Ernest Shackleton and the Endurance Expedition
Story 2 in the nonfiction serial, Into Danger with the Adventurers - Twelve Epic Lives of the Twentieth Century
Part 1
Ernest Shackleton felt the deck of the Endurance breaking and heard the loud cracks of snapping beams. The floes, large sheets of floating ice, were crushing the ship on all sides. Then the pressure eased for a while, but this only allowed the ship to sink a little lower as water poured into the bilges. The steam-driven pumps could no longer cope. In any case, if the cold water reached the boilers they could explode and so he ordered the men to extinguish the fires. Ernest knew the moment he had been dreading had come. At 5 p.m. on 27 October 1915 he ordered his men to abandon ship.
The men made their way onto the ice together with the dogs. Ernest took one last look through the skylight down into the engine room. The engines had broken free from the metal plates which had held them in place. They were now leaning to one side and would soon fall through the breaking hull and sink into the depths of the sea. As the deck continued to shudder, Ernest climbed over the side and joined his men.

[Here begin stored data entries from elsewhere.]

use crate::ast::{BinaryOp, Receiver, UnaryOp};
use crate::builtins::{BuiltinFn, BuiltinMethod};
use crate::diagnostic::{Category, Diagnostic};
use crate::hir::{Body, Callee, DefKind, HirBlock, HirExpr, HirExprKind, HirPattern, HirStmt, LocalId, Program};
use crate::span::Span;
use crate::types::{DefId, FloatTy, IntTy, Subst, TypeId, TypeKind};

/// A value computed at compile time.
#[derive(Debug, Clone, PartialEq)]
pub enum ConstValue {
    Int { value: i128, ty: IntTy },
    Float(f64),
    Bool(bool),
    Char(char),
    Str(String),
    Void,
    Tuple(Vec<ConstValue>),
    /// Vector or fixed array.
    Sequence(Vec<ConstValue>),
    Optional(Option<Box<ConstValue>>),
    Struct { def: DefId, fields: Vec<ConstValue> },
    Variant { def: DefId, index: usize, fields: Vec<ConstValue> },
}

impl ConstValue {
    pub fn as_int(&self) -> Option<i128> {
        match self {
            ConstValue::Int { value, .. } => Some(*value),
            _ => None,
        }
    }

    pub fn as_bool(&self) -> Option<bool> {
        match self {
            ConstValue::Bool(value) => Some(*value),
            _ => None,
        }
    }

    /// Human-readable rendering for the REPL and diagnostics.
    pub fn render(&self, program: &Program) -> String {
        let mut out = String::new();
        self.write(&mut out, program);
        out
    }

    fn write_list(out: &mut String, program: &Program, items: &[ConstValue]) {
        for (index, item) in items.iter().enumerate() {
            if index > 0 {
                out.push_str(", ");
            }
            item.write(out, program);
        }
    }

    fn write(&self, out: &mut String, program: &Program) {
        match self {
            ConstValue::Int { value, .. } => {
                let _ = write!(out, "{value}");
            }
            ConstValue::Float(value) => {
                let _ = write!(out, "{value:?}");
            }
            ConstValue::Bool(value) => {
                let _ = write!(out, "{value}");
            }
            ConstValue::Char(value) => {
                let _ = write!(out, "{value:?}");
            }
            ConstValue::Str(value) => {
                let _ = write!(out, "{value:?}");
            }
            ConstValue::Void => out.push_str("()"),
            ConstValue::Tuple(items) => {
                out.push('(');
                Self::write_list(out, program, items);
                out.push(')');
            }
            ConstValue::Sequence(items) => {
                out.push('[');
                Self::write_list(out, program, items);
                out.push(']');
            }
            ConstValue::Optional(None) => out.push_str("none"),
            ConstValue::Optional(Some(inner)) => {
                out.push_str("some(");
                inner.write(out, program);
                out.push(')');
            }
            ConstValue::Struct { def, fields } => {
                out.push_str(&program.def(*def).name);
                out.push('(');
                Self::write_list(out, program, fields);
                out.push(')');
            }
            ConstValue::Variant { def, index, fields } => {
                let enum_name = &program.def(*def).name;
                let variant = program
                    .enum_def(*def)
                    .and_then(|e| e.variants.get(*index))
                    .map(|v| v.name.as_str())
                    .unwrap_or("?");
                let _ = write!(out, "{enum_name}::{variant}");
                if !fields.is_empty() {
                    out.push('(');
                    Self::write_list(out, program, fields);
                    out.push(')');
                }
            }
        }
    }
}

#[derive(Debug, Clone, PartialEq, Error)]
pub enum EvalError {
    #[error("division by zero in constant expression")]
    DivisionByZero,
    #[error("compile-time call depth exceeded the limit of {0}")]
    RecursionLimit(usize),
    #[error("compile-time evaluation exceeded the step limit of {0}")]
    StepLimit(u64),
    #[error("`{0}` is not a comptime function and cannot be called at compile time")]
    NotComptime(String),
    #[error("{0} cannot be evaluated at compile time")]
    NotConstant(&'static str),
    #[error("compile-time assertion failed: {0}")]
    AssertionFailed(String),
    #[error("arithmetic overflow: {value} does not fit in {ty}")]
    Overflow { value: i128, ty: &'static str },
    #[error("index {index} is out of bounds for length {len}")]
    IndexOutOfBounds { index: i128, len: usize },
    #[error("unwrapped `none` at compile time")]
    UnwrapNone,
    #[error("panic during compile-time evaluation: {0}")]
    Panic(String),
    #[error("the value of `{0}` depends on itself")]
    Cycle(String),
    #[error("no match arm matched the value at compile time")]
    NoArmMatched,
    /// A referenced constant failed to evaluate and was already reported.
    #[error("the referenced constant has errors")]
    Poisoned,
}

impl EvalError {
    pub fn code(&self) -> &'static str {
        match self {
            EvalError::DivisionByZero => "E0601",
            EvalError::RecursionLimit(_) | EvalError::StepLimit(_) => "E0602",
            EvalError::NotComptime(_) | EvalError::NotConstant(_) => "E0603",
            EvalError::AssertionFailed(_) => "E0604",
            EvalError::Overflow { .. } => "E0605",
            EvalError::Cycle(_) => "E0606",
            _ => "E0607",
        }
    }
}

#[derive(Debug, Clone, PartialEq)]
pub struct EvalFailure {
    pub error: EvalError,
    pub span: Span,
}

impl EvalFailure {
    pub fn into_diagnostic(self) -> Diagnostic {
        Diagnostic::error(Category::ConstEval, self.error.to_string(), self.span).with_code(self.error.code())
    }
}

The previous day they had carried the essential supplies and equipment onto a nearby floe. These included sledges, tents and three boats. As soon as they left the ship they pitched the tents, but as evening came the floe began to break up. Ernest ordered them to take the tents down and move everything onto a bigger floe. Once they had pitched the tents again they had a hot meal prepared by the cook using a makeshift stove. Then, except for the man on watch, they crawled into their tents to try and get some sleep.
But Ernest was too worried to sleep. He stayed outside with the watchman and paced up and down on the floe. The floe was part of a jigsaw of jumbled, heaving ice which stretched to the horizon. By now it was midnight and the temperature well below freezing. As the groaning and creaking of the remains of his ship pierced the night he thought about how they might escape.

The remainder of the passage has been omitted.